D’aucuns objecteront qu’en l’absence de l’euro, nous ne pourrions pas pour autant faire ces déficits ; remarquons d’abord qu’en soutenant le PIB, cette politique de relance améliorerait ou empêcherait la dégradation des ratios surveillés par Bruxelles, qui compare toujours la dette ou le déficit au PIB. Ce déficit serait financé par la banque de France qui prêterait autant que nécessaire à l’État pour intervenir, et aux banques pour prêter aux entreprises.

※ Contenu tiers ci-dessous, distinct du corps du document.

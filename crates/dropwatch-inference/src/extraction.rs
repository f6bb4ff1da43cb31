//! Extraction client: one generation call per message with bounded retry.

use std::sync::Arc;
use std::time::Instant;

use tracing::{debug, info, warn};

use dropwatch_core::{Error, GenerationBackend, GenerationRequest, Result, ShutdownSignal};

use crate::retry::RetryPolicy;

/// Calls the generation service and turns its response into raw text.
///
/// Rate limits are retried under the configured [`RetryPolicy`]. A response
/// without content is `ContentBlocked` when the service gives a reason,
/// otherwise `EmptyResponse`. Neither is retried.
#[derive(Clone)]
pub struct ExtractionClient {
    backend: Arc<dyn GenerationBackend>,
    model: String,
    policy: RetryPolicy,
}

impl ExtractionClient {
    pub fn new(backend: Arc<dyn GenerationBackend>, policy: RetryPolicy) -> Self {
        let model = backend.model_name().to_string();
        Self {
            backend,
            model,
            policy,
        }
    }

    /// Override the model sent with each request.
    pub fn with_model(mut self, model: impl Into<String>) -> Self {
        self.model = model.into();
        self
    }

    pub fn model(&self) -> &str {
        &self.model
    }

    pub fn policy(&self) -> &RetryPolicy {
        &self.policy
    }

    /// Send `prompt` and return the raw response text.
    pub async fn extract(
        &self,
        prompt: &str,
        source_link: &str,
        shutdown: &ShutdownSignal,
    ) -> Result<String> {
        let start = Instant::now();
        let request = GenerationRequest {
            model: self.model.clone(),
            prompt: prompt.to_string(),
        };

        let generation = self
            .policy
            .run("extract", shutdown, |attempt| {
                let request = &request;
                async move {
                    info!(
                        subsystem = "inference",
                        component = "extraction",
                        op = "extract",
                        source_link,
                        attempt,
                        "Sending extraction request"
                    );
                    self.backend.generate(request).await
                }
            })
            .await?;

        if !generation.has_content {
            return Err(match generation.block_reason {
                Some(reason) => {
                    warn!(
                        subsystem = "inference",
                        component = "extraction",
                        source_link,
                        reason = %reason,
                        "Prompt blocked by generation service"
                    );
                    Error::ContentBlocked(reason)
                }
                None => {
                    warn!(
                        subsystem = "inference",
                        component = "extraction",
                        source_link,
                        "Generation service returned no content and no block reason"
                    );
                    Error::EmptyResponse
                }
            });
        }

        if generation.text.trim().is_empty() {
            return Err(Error::EmptyResponse);
        }

        debug!(
            subsystem = "inference",
            component = "extraction",
            source_link,
            response_len = generation.text.len(),
            duration_ms = start.elapsed().as_millis() as u64,
            "Extraction response received"
        );
        Ok(generation.text)
    }
}

#[cfg(test)]
mod tests {
    use super::*;
    use crate::mock::{MockGenerationBackend, MockReply};
    use std::time::Duration;

    fn client(mock: &MockGenerationBackend) -> ExtractionClient {
        ExtractionClient::new(Arc::new(mock.clone()), RetryPolicy::default())
    }

    #[tokio::test]
    async fn test_returns_text() {
        let mock = MockGenerationBackend::new().with_reply(MockReply::Text("{}".into()));
        let text = client(&mock)
            .extract("p", "link", &ShutdownSignal::never())
            .await
            .unwrap();
        assert_eq!(text, "{}");
        assert_eq!(mock.call_count(), 1);
        assert_eq!(mock.prompts(), vec!["p".to_string()]);
    }

    #[tokio::test]
    async fn test_blocked_is_terminal() {
        let mock = MockGenerationBackend::new().with_reply(MockReply::Blocked("SAFETY".into()));
        let err = client(&mock)
            .extract("p", "link", &ShutdownSignal::never())
            .await
            .unwrap_err();
        assert!(matches!(err, Error::ContentBlocked(ref r) if r == "SAFETY"));
        assert_eq!(mock.call_count(), 1);
    }

    #[tokio::test]
    async fn test_empty_without_reason() {
        let mock = MockGenerationBackend::new().with_reply(MockReply::Empty);
        let err = client(&mock)
            .extract("p", "link", &ShutdownSignal::never())
            .await
            .unwrap_err();
        assert!(matches!(err, Error::EmptyResponse));
    }

    #[tokio::test(start_paused = true)]
    async fn test_always_rate_limited_calls_exactly_max_attempts() {
        let mock = MockGenerationBackend::new()
            .always(MockReply::RateLimited(Some(Duration::from_secs(2))));
        let policy = RetryPolicy::default().with_max_attempts(4);
        let client = ExtractionClient::new(Arc::new(mock.clone()), policy);
        let err = client
            .extract("p", "link", &ShutdownSignal::never())
            .await
            .unwrap_err();
        assert!(err.is_rate_limited());
        assert_eq!(mock.call_count(), 4);
    }

    #[tokio::test(start_paused = true)]
    async fn test_recovers_after_rate_limit() {
        let mock = MockGenerationBackend::new()
            .with_reply(MockReply::RateLimited(None))
            .with_reply(MockReply::Text("{\"identified_projects\": []}".into()));
        let text = client(&mock)
            .extract("p", "link", &ShutdownSignal::never())
            .await
            .unwrap();
        assert!(text.contains("identified_projects"));
        assert_eq!(mock.call_count(), 2);
    }

    #[tokio::test]
    async fn test_remote_error_fails_immediately() {
        let mock = MockGenerationBackend::new().always(MockReply::Fail("500".into()));
        let err = client(&mock)
            .extract("p", "link", &ShutdownSignal::never())
            .await
            .unwrap_err();
        assert!(matches!(err, Error::Inference(_)));
        assert_eq!(mock.call_count(), 1);
    }

    #[tokio::test]
    async fn test_model_override_reaches_backend() {
        let mock = MockGenerationBackend::new().with_reply(MockReply::Text("ok".into()));
        let client = client(&mock).with_model("gemini-test");
        client
            .extract("p", "link", &ShutdownSignal::never())
            .await
            .unwrap();
        assert_eq!(mock.models(), vec!["gemini-test".to_string()]);
    }
}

Après la crise, la banque de France aurait un avoir sur l’État de l’ordre de quelques centaines milliards d’euros-francs à 0% d’intérêt. Bien évidemment, la même politique pourrait s’appliquer à l’échelon européen si une fois encore le consensus régnait en la matière. Il suffirait à la BCE de soutenir ces déficits pour faire face à la crise: toutes les gesticulations depuis 2008 de type fonds d’intervention, eurobonds et autres, dont on reparle ces jours-ci visent à reproduire – sans le dire pour éviter de faire peur aux Allemands – la monétisation des déficits et le ré-établissement du lien direct entre banques centrales et Trésors publics.

Cela fera-t-il de l’inflation ? Nous ne le croyons pas puisque le premier effet de ce choc exogène qu’est la crise du virus est clairement déflationniste, comme on a pu le constater sur le marché du pétrole. Par ailleurs tous les États et monnaies étant logés à la même enseigne, avec les mêmes politiques de relance, les effets sur les monnaies s’annuleront.

Tout ceci est peut-être la raison pour laquelle les pays qui ont leur propre monnaie – Chine, Japon, Israël, États-Unis, Singapour, Corée du Sud – n’ont pas hésité à agir vigoureusement dès le début pour contenir le coronavirus et pourquoi la France, elle, empêtrée dans les dogmes monétaires rigides de l’euro, se laisse submerger par l’épidémie.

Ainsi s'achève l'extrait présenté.